Nach jahrelanger Arbeit hat der gemeinnützige Verein Pomko nun ein „lebendiges Archiv“ geschaffen. „Man kann Obstsorten nicht in einem Ordner oder Schrank aufbewahren. Man braucht lebendiges Material, um sie zu bewahren, zu betrachten und zu verkosten. Derzeit bauen wir das Obst im Auftrag der Stadt Gent an. Aber wenn ein privater Akteur auf diese Sorten setzen will, ist das natürlich auch möglich. Wir bauen Stämme an, auf die wir unsere Obstsorten veredeln, so dass wir relativ kurzfristig auf Bestellung arbeiten können“.

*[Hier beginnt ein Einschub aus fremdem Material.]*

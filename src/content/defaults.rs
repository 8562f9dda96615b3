//! Built-in fallback content
//!
//! Used when the client is disabled or the API is unreachable and nothing has
//! been cached yet.

use serde_json::json;

use super::ContentRecord;

/// Content type alias of the home page document
pub const HOME_PAGE_TYPE: &str = "homePage";

/// Returns the compile-time default home page record
pub fn default_home_page() -> ContentRecord {
    let value = json!({
        "heading": "Hello World!",
        "description": "Welcome to our multi-platform demo showcasing C# (.NET), Node.js, Python, Java, Go, and Rust implementations.",
        "canvasSectionTitle": "Collaborative Canvas",
        "canvasDescription": "Try our real-time collaborative drawing canvas! Draw together with others across different platforms.",
        "launchCanvasButtonText": "Launch Canvas",
        "showQrCodeSection": true,
        "qrCodeButtonText": "Show QR Codes",
        "platformLinksTitle": "Try Other Platforms",
        "showPlatformNavigation": true,
        "showServerInfo": true,
        "backgroundGradientStart": "#667eea",
        "backgroundGradientEnd": "#764ba2",
        "seoTitle": "Multi-Platform Demo",
        "seoDescription": "A demonstration of the same application built with multiple platforms.",
        "seoKeywords": "multi-platform, demo"
    });

    match value {
        serde_json::Value::Object(map) => map,
        _ => ContentRecord::new(),
    }
}

#[cfg(test)]
mod tests {
    use super::*;
    use serde_json::Value;

    #[test]
    fn test_default_home_page_heading() {
        let content = default_home_page();
        assert_eq!(content.get("heading"), Some(&Value::String("Hello World!".to_string())));
    }

    #[test]
    fn test_default_home_page_display_flags_are_on() {
        let content = default_home_page();
        for flag in ["showQrCodeSection", "showPlatformNavigation", "showServerInfo"] {
            assert_eq!(content.get(flag), Some(&Value::Bool(true)), "{} should be true", flag);
        }
    }

    #[test]
    fn test_default_home_page_has_all_fields() {
        assert_eq!(default_home_page().len(), 15);
    }
}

Auch Privatpersonen wenden sich regelmäßig mit einer Frage an vzw Pomko. „Wenn jemand ein historisches Grundstück, einen Bauernhof, eine Kapelle, ein Gehöft oder ein Schloss besitzt und einen Bepflanzungsplan des ursprünglichen Gartens hat, versuchen wir, diesen mit den ursprünglichen Sorten aus unserem Archiv neu zu bepflanzen.“
Die Obstsorten haben auch mehr als nur einen historischen Wert. Sie besitzen z.B. alle einzigartige Eigenschaften. „Die ‘Ana-Moira’ z.B. ist eine Lagerbirne, die man auch als Handbirne genießen kann“, sagt Dewitte. „Das ist ziemlich einzigartig. Lagerbirnen werden oft als ‘Schmorbirne’ bezeichnet, weil sie sich besonders gut für ein warmes Gericht eignen, aber das ist hier nicht der Fall. Es handelt sich um eine schmackhafte Birne, die auch lange haltbar ist. Der Apfel ‘Rose Perle de Gand’ wiederum bezieht sich auf die schöne Farbe der Frucht.“
Der Lousbergspark und die Bijlokesite gehören zu den 30 offiziellen Pflückstellen in Gent, an denen die Anwohner kostenlos Obst sammeln oder pflücken können.